Retype the records that follow, every line exactly as written.

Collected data
◇ ◇ ◇

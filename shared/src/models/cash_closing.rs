//! Cash Closing Model (cierre de caja)

use super::PaymentMethod;
use chrono::{DateTime, NaiveDate, Utc};
use serde::{Deserialize, Serialize};

/// Totals for one payment method
#[derive(Debug, Clone, PartialEq, Serialize, Deserialize)]
pub struct PaymentMethodBreakdown {
    pub method: PaymentMethod,
    /// Total amount
    pub amount: f64,
    /// Number of payments
    pub count: u32,
}

/// End-of-shift cash closing, computed from the day's payments and posted to
/// `/cash-closing`
#[derive(Debug, Clone, PartialEq, Serialize, Deserialize)]
pub struct CashClosing {
    #[serde(default, skip_serializing_if = "Option::is_none")]
    pub id: Option<String>,
    pub business_date: NaiveDate,
    pub payment_count: u32,
    pub total_sales: f64,
    pub total_subtotal: f64,
    pub total_service: f64,
    pub total_tax: f64,
    pub total_tips: f64,
    #[serde(default)]
    pub by_method: Vec<PaymentMethodBreakdown>,
    /// Cash the drawer should hold (cash payments minus change handed out)
    pub expected_cash: f64,
    /// Cash counted by the cashier
    pub counted_cash: f64,
    /// `counted_cash - expected_cash`
    pub difference: f64,
    /// Payments without a stored breakdown whose split was estimated
    #[serde(default)]
    pub estimated_payments: u32,
    pub generated_by: String,
    pub generated_at: DateTime<Utc>,
    #[serde(default, skip_serializing_if = "Option::is_none")]
    pub note: Option<String>,
}
//! Role Model

use serde::{Deserialize, Serialize};
use std::fmt;
use std::str::FromStr;

/// Account role, the only authorization axis
#[derive(Debug, Clone, Copy, PartialEq, Eq, Hash, Serialize, Deserialize)]
pub enum Role {
    #[serde(rename = "administrador", alias = "admin")]
    Admin,
    #[serde(rename = "mesero", alias = "waiter")]
    Waiter,
    #[serde(rename = "cajero", alias = "cashier")]
    Cashier,
    #[serde(rename = "cocinero", alias = "cook")]
    Cook,
    #[serde(rename = "cliente", alias = "client")]
    Client,
}

impl Role {
    pub const ALL: [Role; 5] = [
        Role::Admin,
        Role::Waiter,
        Role::Cashier,
        Role::Cook,
        Role::Client,
    ];

    /// Wire name
    pub fn as_str(&self) -> &'static str {
        match self {
            Role::Admin => "administrador",
            Role::Waiter => "mesero",
            Role::Cashier => "cajero",
            Role::Cook => "cocinero",
            Role::Client => "cliente",
        }
    }

    /// Display label for screens and receipts
    pub fn label(&self) -> &'static str {
        match self {
            Role::Admin => "Administrador",
            Role::Waiter => "Mesero",
            Role::Cashier => "Cajero",
            Role::Cook => "Cocinero",
            Role::Client => "Cliente",
        }
    }

    /// Restaurant staff (everyone except customers)
    pub fn is_staff(&self) -> bool {
        !matches!(self, Role::Client)
    }

    /// Roles allowed to place orders
    pub fn can_place_orders(&self) -> bool {
        matches!(self, Role::Waiter | Role::Client)
    }

    /// Roles allowed to settle payments
    pub fn can_take_payments(&self) -> bool {
        matches!(self, Role::Cashier | Role::Admin)
    }

    /// Roles allowed to edit the catalog and users
    pub fn can_manage(&self) -> bool {
        matches!(self, Role::Admin)
    }
}

impl fmt::Display for Role {
    fn fmt(&self, f: &mut fmt::Formatter<'_>) -> fmt::Result {
        f.write_str(self.as_str())
    }
}

/// Error parsing a role name
#[derive(Debug, Clone, PartialEq, Eq, thiserror::Error)]
#[error("unknown role: {0}")]
pub struct UnknownRole(pub String);

impl FromStr for Role {
    type Err = UnknownRole;

    fn from_str(s: &str) -> Result<Self, Self::Err> {
        match s.trim().to_lowercase().as_str() {
            "administrador" | "admin" => Ok(Role::Admin),
            "mesero" | "waiter" => Ok(Role::Waiter),
            "cajero" | "cashier" => Ok(Role::Cashier),
            "cocinero" | "cook" => Ok(Role::Cook),
            "cliente" | "client" => Ok(Role::Client),
            other => Err(UnknownRole(other.to_string())),
        }
    }
}

#[cfg(test)]
mod tests {
    use super::*;

    #[test]
    fn test_role_wire_names() {
        assert_eq!(serde_json::to_string(&Role::Cook).unwrap(), "\"cocinero\"");
        let role: Role = serde_json::from_str("\"mesero\"").unwrap();
        assert_eq!(role, Role::Waiter);
        let role: Role = serde_json::from_str("\"cashier\"").unwrap();
        assert_eq!(role, Role::Cashier);
    }

    #[test]
    fn test_role_from_str() {
        assert_eq!("Administrador".parse::<Role>().unwrap(), Role::Admin);
        assert_eq!(" cook ".parse::<Role>().unwrap(), Role::Cook);
        assert!("chef".parse::<Role>().is_err());
    }

    #[test]
    fn test_role_capabilities() {
        assert!(Role::Waiter.can_place_orders());
        assert!(Role::Client.can_place_orders());
        assert!(!Role::Cook.can_place_orders());
        assert!(Role::Cashier.can_take_payments());
        assert!(!Role::Client.is_staff());
        assert!(Role::Admin.can_manage());
    }
}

◇ ◇ ◇

=== Problem solution ===
filename shared/src/models/cash_closing.rs
//! Cash Closing Model (cierre de caja)

use super::PaymentMethod;
use chrono::{DateTime, NaiveDate, Utc};
use serde::{Deserialize, Serialize};

/// Totals for one payment method
#[derive(Debug, Clone, PartialEq, Serialize, Deserialize)]
pub struct PaymentMethodBreakdown {
    pub method: PaymentMethod,
    /// Total amount
    pub amount: f64,
    /// Number of payments
    pub count: u32,
}

/// End-of-shift cash closing, computed from the day's payments and posted to
/// `/cash-closing`
#[derive(Debug, Clone, PartialEq, Serialize, Deserialize)]
pub struct CashClosing {
    #[serde(default, skip_serializing_if = "Option::is_none")]
    pub id: Option<String>,
    pub business_date: NaiveDate,
    pub payment_count: u32,
    pub total_sales: f64,
    pub total_subtotal: f64,
    pub total_service: f64,
    pub total_tax: f64,
    pub total_tips: f64,
    #[serde(default)]
    pub by_method: Vec<PaymentMethodBreakdown>,
    /// Cash the drawer should hold (cash payments minus change handed out)
    pub expected_cash: f64,
    /// Cash counted by the cashier
    pub counted_cash: f64,
    /// `counted_cash - expected_cash`
    pub difference: f64,
    /// Payments without a stored breakdown whose split was estimated
    #[serde(default)]
    pub estimated_payments: u32,
    pub generated_by: String,
    pub generated_at: DateTime<Utc>,
    #[serde(default, skip_serializing_if = "Option::is_none")]
    pub note: Option<String>,
}
//! Role Model

use serde::{Deserialize, Serialize};
use std::fmt;
use std::str::FromStr;

/// Account role, the only authorization axis
#[derive(Debug, Clone, Copy, PartialEq, Eq, Hash, Serialize, Deserialize)]
pub enum Role {
    #[serde(rename = "administrador", alias = "admin")]
    Admin,
    #[serde(rename = "mesero", alias = "waiter")]
    Waiter,
    #[serde(rename = "cajero", alias = "cashier")]
    Cashier,
    #[serde(rename = "cocinero", alias = "cook")]
    Cook,
    #[serde(rename = "cliente", alias = "client")]
    Client,
}

impl Role {
    pub const ALL: [Role; 5] = [
        Role::Admin,
        Role::Waiter,
        Role::Cashier,
        Role::Cook,
        Role::Client,
    ];

    /// Wire name
    pub fn as_str(&self) -> &'static str {
        match self {
            Role::Admin => "administrador",
            Role::Waiter => "mesero",
            Role::Cashier => "cajero",
            Role::Cook => "cocinero",
            Role::Client => "cliente",
        }
    }

    /// Display label for screens and receipts
    pub fn label(&self) -> &'static str {
        match self {
            Role::Admin => "Administrador",
            Role::Waiter => "Mesero",
            Role::Cashier => "Cajero",
            Role::Cook => "Cocinero",
            Role::Client => "Cliente",
        }
    }

    /// Restaurant staff (everyone except customers)
    pub fn is_staff(&self) -> bool {
        !matches!(self, Role::Client)
    }

    /// Roles allowed to place orders
    pub fn can_place_orders(&self) -> bool {
        matches!(self, Role::Waiter | Role::Client)
    }

    /// Roles allowed to settle payments
    pub fn can_take_payments(&self) -> bool {
        matches!(self, Role::Cashier | Role::Admin)
    }

    /// Roles allowed to edit the catalog and users
    pub fn can_manage(&self) -> bool {
        matches!(self, Role::Admin)
    }
}

impl fmt::Display for Role {
    fn fmt(&self, f: &mut fmt::Formatter<'_>) -> fmt::Result {
        f.write_str(self.as_str())
    }
}

/// Error parsing a role name
#[derive(Debug, Clone, PartialEq, Eq, thiserror::Error)]
#[error("unknown role: {0}")]
pub struct UnknownRole(pub String);

impl FromStr for Role {
    type Err = UnknownRole;

    fn from_str(s: &str) -> Result<Self, Self::Err> {
        match s.trim().to_lowercase().as_str() {
            "administrador" | "admin" => Ok(Role::Admin),
            "mesero" | "waiter" => Ok(Role::Waiter),
            "cajero" | "cashier" => Ok(Role::Cashier),
            "cocinero" | "cook" => Ok(Role::Cook),
            "cliente" | "client" => Ok(Role::Client),
            other => Err(UnknownRole(other.to_string())),
        }
    }
}

#[cfg(test)]
mod tests {
    use super::*;

    #[test]
    fn test_role_wire_names() {
        assert_eq!(serde_json::to_string(&Role::Cook).unwrap(), "\"cocinero\"");
        let role: Role = serde_json::from_str("\"mesero\"").unwrap();
        assert_eq!(role, Role::Waiter);
        let role: Role = serde_json::from_str("\"cashier\"").unwrap();
        assert_eq!(role, Role::Cashier);
    }

    #[test]
    fn test_role_from_str() {
        assert_eq!("Administrador".parse::<Role>().unwrap(), Role::Admin);
        assert_eq!(" cook ".parse::<Role>().unwrap(), Role::Cook);
        assert!("chef".parse::<Role>().is_err());
    }

    #[test]
    fn test_role_capabilities() {
        assert!(Role::Waiter.can_place_orders());
        assert!(Role::Client.can_place_orders());
        assert!(!Role::Cook.can_place_orders());
        assert!(Role::Cashier.can_take_payments());
        assert!(!Role::Client.is_staff());
        assert!(Role::Admin.can_manage());
    }
}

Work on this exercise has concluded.